Snooping MESI Operation: In a snooping MESI protocol, all caches on the bus snoop on all bus transactions. When a core performs a read or write that results in a cache miss, the cache controller issues a request on the bus. Other caches monitor this request and respond based on the state of the requested cache line in their own caches. Main memory also participates in responding to requests if no cache has the most up-to-date copy.

Cache Controller FSM (Snooping MESI): Each cache has a controller that manages the state transitions of its cache lines based on local processor requests (reads, writes) and bus snoop responses to requests from other caches. For example, a read miss for a block in the Invalid state will cause a request on the bus. If another cache has the block in Modified state, it will provide the data and transition to Shared (or Owned in MOESI). Main memory will provide the data if no cache has it in M or E state, and the requesting cache will transition to Shared (or Exclusive if it was a read for exclusive access). A write to a block in Shared state requires first obtaining exclusive ownership, typically through an invalidation bus transaction that forces all other shared copies to Invalid.

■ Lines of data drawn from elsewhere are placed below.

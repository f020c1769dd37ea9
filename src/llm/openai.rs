//! Adapter for an OpenAI-style chat completions API.

use std::time::Duration;

use async_trait::async_trait;
use reqwest::{Client, StatusCode};
use serde::{Deserialize, Serialize};
use serde_json::{Map, Value};
use tracing::debug;

use crate::error::SummarizeError;

use super::config::OpenAiConfig;
use super::types::{GenerationRequest, GenerationResponse};
use super::{response_excerpt, LlmProvider};

/// Completion-token cap sent when a request does not set one.
const DEFAULT_MAX_COMPLETION_TOKENS: u32 = 1024;

/// Client for `/v1/chat/completions` with bearer authentication.
pub struct OpenAiProvider {
    config: OpenAiConfig,
    api_key: String,
    client: Client,
}

#[derive(Debug, Serialize)]
struct ChatRequest {
    model: String,
    messages: Vec<ChatMessage>,
    temperature: f32,
    max_tokens: u32,
}

#[derive(Debug, Serialize, Deserialize)]
struct ChatMessage {
    role: String,
    content: String,
}

#[derive(Debug, Deserialize)]
struct ChatResponse {
    #[serde(default)]
    model: Option<String>,
    #[serde(default)]
    choices: Vec<ChatChoice>,
    #[serde(default)]
    usage: Option<ChatUsage>,
}

#[derive(Debug, Deserialize)]
struct ChatChoice {
    message: ChatMessage,
    #[serde(default)]
    finish_reason: Option<String>,
}

#[derive(Debug, Deserialize)]
struct ChatUsage {
    #[serde(default)]
    prompt_tokens: u64,
    #[serde(default)]
    completion_tokens: u64,
    #[serde(default)]
    total_tokens: u64,
}

/// Error envelope most OpenAI-style servers return.
#[derive(Debug, Deserialize)]
struct ErrorEnvelope {
    error: ErrorDetail,
}

#[derive(Debug, Deserialize)]
struct ErrorDetail {
    message: String,
}

impl OpenAiProvider {
    /// Create an adapter from config. A missing or blank API key is fatal
    /// here, before any network activity.
    pub fn new(config: OpenAiConfig) -> Result<Self, SummarizeError> {
        let api_key = match config.api_key.as_deref() {
            Some(key) if !key.trim().is_empty() => key.to_string(),
            _ => {
                return Err(SummarizeError::configuration(
                    "OpenAI API key is not set; provide OPENAI_API_KEY or [openai].api_key",
                ))
            }
        };

        url::Url::parse(&config.base_url).map_err(|e| {
            SummarizeError::configuration(format!(
                "invalid OpenAI base URL '{}': {}",
                config.base_url, e
            ))
        })?;

        let client = Client::builder()
            .timeout(Duration::from_secs(config.timeout_secs))
            .build()
            .map_err(|e| {
                SummarizeError::configuration(format!("failed to build HTTP client: {}", e))
            })?;

        Ok(Self {
            config,
            api_key,
            client,
        })
    }

    fn build_payload(request: &GenerationRequest) -> ChatRequest {
        ChatRequest {
            model: request.model().to_string(),
            messages: vec![ChatMessage {
                role: "user".to_string(),
                content: request.prompt().to_string(),
            }],
            temperature: request.temperature(),
            max_tokens: request
                .max_tokens()
                .unwrap_or(DEFAULT_MAX_COMPLETION_TOKENS),
        }
    }

    fn parse_response(
        body: ChatResponse,
        requested_model: &str,
    ) -> Result<GenerationResponse, SummarizeError> {
        let model = body
            .model
            .unwrap_or_else(|| requested_model.to_string());

        let choice = body.choices.into_iter().next().ok_or_else(|| {
            SummarizeError::invalid_response("provider returned no choices")
        })?;

        let mut metadata = Map::new();
        metadata.insert("model_name".to_string(), Value::from(model.clone()));
        if let Some(usage) = body.usage {
            metadata.insert("prompt_tokens".to_string(), Value::from(usage.prompt_tokens));
            metadata.insert(
                "completion_tokens".to_string(),
                Value::from(usage.completion_tokens),
            );
            metadata.insert("total_tokens".to_string(), Value::from(usage.total_tokens));
        }
        if let Some(reason) = choice.finish_reason {
            metadata.insert("finish_reason".to_string(), Value::from(reason));
        }

        Ok(GenerationResponse {
            text: choice.message.content,
            model,
            metadata,
        })
    }

    fn map_http_error(status: StatusCode, body: &str) -> SummarizeError {
        let detail = error_message(body).unwrap_or_else(|| response_excerpt(body));
        match status {
            StatusCode::UNAUTHORIZED | StatusCode::FORBIDDEN => SummarizeError::authorization(
                format!("provider rejected credentials (HTTP {}): {}", status.as_u16(), detail),
            ),
            _ => SummarizeError::invalid_response(format!(
                "provider returned HTTP {}: {}",
                status.as_u16(),
                detail
            )),
        }
    }
}

/// Build the chat completions URL, appending `/v1` unless already present.
fn completions_url(base_url: &str) -> String {
    let base = base_url.trim_end_matches('/');
    if base.ends_with("/v1") {
        format!("{}/chat/completions", base)
    } else {
        format!("{}/v1/chat/completions", base)
    }
}

/// Pull the human-readable message out of an OpenAI error envelope.
fn error_message(body: &str) -> Option<String> {
    serde_json::from_str::<ErrorEnvelope>(body)
        .ok()
        .map(|e| e.error.message)
}

#[async_trait]
impl LlmProvider for OpenAiProvider {
    fn name(&self) -> &'static str {
        "openai"
    }

    async fn generate(
        &self,
        request: &GenerationRequest,
    ) -> Result<GenerationResponse, SummarizeError> {
        let payload = Self::build_payload(request);
        let url = completions_url(&self.config.base_url);
        debug!("POST {} model={}", url, request.model());

        let resp = self
            .client
            .post(&url)
            .bearer_auth(&self.api_key)
            .json(&payload)
            .send()
            .await
            .map_err(|e| {
                SummarizeError::connection(format!("request to {} failed: {}", url, e))
            })?;

        let status = resp.status();
        if !status.is_success() {
            let body = resp.text().await.unwrap_or_default();
            return Err(Self::map_http_error(status, &body));
        }

        // The client timeout can also fire while the body is being read.
        let body: ChatResponse = resp.json().await.map_err(|e| {
            if e.is_timeout() {
                SummarizeError::connection(format!("request to {} timed out: {}", url, e))
            } else {
                SummarizeError::invalid_response(format!(
                    "failed to decode provider response: {}",
                    e
                ))
            }
        })?;

        Self::parse_response(body, request.model())
    }
}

Memory Controller (Snooping MESI): The memory controller in a snooping system typically snoops on the bus as well. It generally provides data for read misses if no cache has the block in M or E state. It also gets updated data when a cache writes back a Modified block.

Directory MESI: The MESI protocol can also be implemented using a directory-based approach. In this case, the directory at the memory controller maintains the coherence state of each memory block and a list of which caches (if any) have a copy. When a cache needs a block, it requests it from the directory. The directory then sends messages to the appropriate caches (e.g., to invalidate a copy or to forward the data) and responds to the requesting cache. The states (Modified, Exclusive, Shared, Invalid) have similar meanings but the transitions and communication paths differ from the snooping version.

Advantages and Disadvantages:

  • Snooping MESI: Simpler to implement for small-scale systems with a shared bus, easier to reason about due to the total order of requests. However, it doesn’t scale well to larger systems due to bus contention and the overhead of snooping.
  • Directory MESI: More scalable as it uses point-to-point messages and avoids broadcasts. However, it is more complex to implement and manage the directory, and the latency of coherence transactions might be higher due to the indirection through the directory.